#### Exercise description
Check each line of the data, and copy those where "KvWriteOptions" appears.

#### Records supplied
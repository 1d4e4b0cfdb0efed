//! Embedded ordered key-value substrate.
//!
//! The storage engine is written against the [`Kv`] trait rather than a
//! concrete store. A `Kv` instance owns a set of named *column families*,
//! each an independent ordered keyspace; write batches are atomic across
//! families, and snapshots provide a consistent view for iteration that
//! stays valid even if the family is dropped afterwards.
//!
//! Two implementations exist:
//!
//! - [`memory::MemoryKv`]: an in-memory store modelling the full substrate
//!   surface (memtables, L0 files, flushes, partial compactions). Used by
//!   tests and available as a backend for ephemeral deployments.
//! - [`fjall::FjallKv`]: a persistent LSM store where each family is a
//!   fjall partition sharing one keyspace journal.
//!
//! [`factory::create_kv`] builds either from a [`config::KvConfig`].

pub mod config;
pub mod factory;
pub mod fjall;
pub mod memory;
pub mod settings;

use std::sync::Arc;

use async_trait::async_trait;
use bytes::Bytes;

use crate::util::BytesRange;

/// Cheap cloneable handle identifying a column family.
///
/// Handles are resolved by name inside each implementation; a handle for a
/// dropped family yields `KvError::NotFound` on use.
#[derive(Debug, Clone, PartialEq, Eq, Hash)]
pub struct FamilyHandle {
    name: Arc<str>,
}

impl FamilyHandle {
    pub fn new(name: &str) -> Self {
        Self { name: name.into() }
    }

    pub fn name(&self) -> &str {
        &self.name
    }
}

/// Errors surfaced by the substrate.
#[derive(Debug, Clone, PartialEq, Eq)]
pub enum KvError {
    /// Underlying storage failure.
    Io(String),
    /// Data failed validation (checksum, malformed key or value).
    Corruption(String),
    /// Unknown family or key space.
    NotFound(String),
    /// Transient contention; the caller may retry.
    Busy(String),
    /// The backend cannot perform this operation.
    Unsupported(&'static str),
}

impl std::fmt::Display for KvError {
    fn fmt(&self, f: &mut std::fmt::Formatter<'_>) -> std::fmt::Result {
        match self {
            KvError::Io(msg) => write!(f, "io error: {}", msg),
            KvError::Corruption(msg) => write!(f, "corruption: {}", msg),
            KvError::NotFound(what) => write!(f, "not found: {}", what),
            KvError::Busy(msg) => write!(f, "busy: {}", msg),
            KvError::Unsupported(what) => write!(f, "unsupported operation: {}", what),
        }
    }
}

impl std::error::Error for KvError {}

pub type KvResult<T> = std::result::Result<T, KvError>;

/// Durability control for a single write.
#[derive(Debug, Clone, Copy, Default)]
pub struct KvWriteOptions {
    /// Sync the write-ahead log before returning.
    pub sync_wal: bool,
}

/// One operation inside a [`WriteBatch`].
#[derive(Debug, Clone)]
pub enum BatchOp {
    Put {
        family: FamilyHandle,
        key: Bytes,
        value: Bytes,
    },
    Delete {
        family: FamilyHandle,
        key: Bytes,
    },
}

/// An atomic multi-family write.
#[derive(Debug, Clone, Default)]
pub struct WriteBatch {
    ops: Vec<BatchOp>,
}

impl WriteBatch {
    pub fn new() -> Self {
        Self::default()
    }

    pub fn put(&mut self, family: &FamilyHandle, key: Bytes, value: Bytes) {
        self.ops.push(BatchOp::Put {
            family: family.clone(),
            key,
            value,
        });
    }

    pub fn delete(&mut self, family: &FamilyHandle, key: Bytes) {
        self.ops.push(BatchOp::Delete {
            family: family.clone(),
            key,
        });
    }

    pub fn len(&self) -> usize {
        self.ops.len()
    }

    pub fn is_empty(&self) -> bool {
        self.ops.is_empty()
    }

    pub fn ops(&self) -> &[BatchOp] {
        &self.ops
    }

    pub fn into_ops(self) -> Vec<BatchOp> {
        self.ops
    }
}

/// Per-family statistics a caller can poll.
#[derive(Debug, Clone, Copy, PartialEq, Eq)]
pub enum KvProperty {
    /// Number of level-0 files (flushed, not yet fully compacted).
    NumL0Files,
    /// Bytes buffered in the active memtable.
    MemtableBytes,
    /// Total bytes held by the family (files plus memtable).
    TotalDataBytes,
}

/// Description of one level-0 file, used to pick partial compactions.
#[derive(Debug, Clone, Copy, PartialEq, Eq)]
pub struct L0FileInfo {
    pub id: u64,
    pub size_bytes: u64,
}

/// The substrate interface.
///
/// All operations are async; implementations may serve them from memory
/// without yielding. Write batches commit atomically: either every op in
/// the batch becomes visible or none does.
#[async_trait]
pub trait Kv: Send + Sync {
    /// Creates the family if it does not exist and returns its handle.
    async fn create_family(&self, name: &str) -> KvResult<FamilyHandle>;

    /// Removes the family and all its data.
    async fn drop_family(&self, family: &FamilyHandle) -> KvResult<()>;

    /// Names of all existing families, unordered.
    async fn list_families(&self) -> KvResult<Vec<String>>;

    async fn write(&self, batch: WriteBatch, options: KvWriteOptions) -> KvResult<()>;

    async fn get(&self, family: &FamilyHandle, key: Bytes) -> KvResult<Option<Bytes>>;

    /// Consistent point-in-time view of one family.
    ///
    /// The snapshot owns everything it needs: dropping the family afterwards
    /// does not invalidate it.
    async fn snapshot(&self, family: &FamilyHandle) -> KvResult<Arc<dyn KvSnapshot>>;

    /// Moves the family's memtable into a new level-0 file.
    async fn flush(&self, family: &FamilyHandle) -> KvResult<()>;

    /// Rewrites all files overlapping `range` into one, discarding
    /// tombstones where safe.
    async fn compact_range(&self, family: &FamilyHandle, range: BytesRange) -> KvResult<()>;

    /// Merges the given level-0 files into one. Backends without per-file
    /// control return `KvError::Unsupported`.
    async fn compact_files(&self, family: &FamilyHandle, files: &[u64]) -> KvResult<()>;

    /// Level-0 file listing, oldest first. May be empty on backends that do
    /// not expose per-file metadata.
    async fn l0_files(&self, family: &FamilyHandle) -> KvResult<Vec<L0FileInfo>>;

    async fn property(&self, family: &FamilyHandle, property: KvProperty) -> KvResult<u64>;

    /// Syncs the write-ahead log. Supports deferring `sync_wal` to a
    /// dedicated background task.
    async fn persist_wal(&self) -> KvResult<()>;

    async fn close(&self) -> KvResult<()>;
}

#[async_trait]
pub trait KvSnapshot: Send + Sync {
    async fn get(&self, key: Bytes) -> KvResult<Option<Bytes>>;

    /// Forward scan over `range` in key order.
    async fn scan(&self, range: BytesRange) -> KvResult<Box<dyn KvIterator + Send>>;
}

#[async_trait]
pub trait KvIterator: Send {
    async fn next(&mut self) -> KvResult<Option<(Bytes, Bytes)>>;
}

#### Completed task
pub struct KvWriteOptions {
    async fn write(&self, batch: WriteBatch, options: KvWriteOptions) -> KvResult<()>;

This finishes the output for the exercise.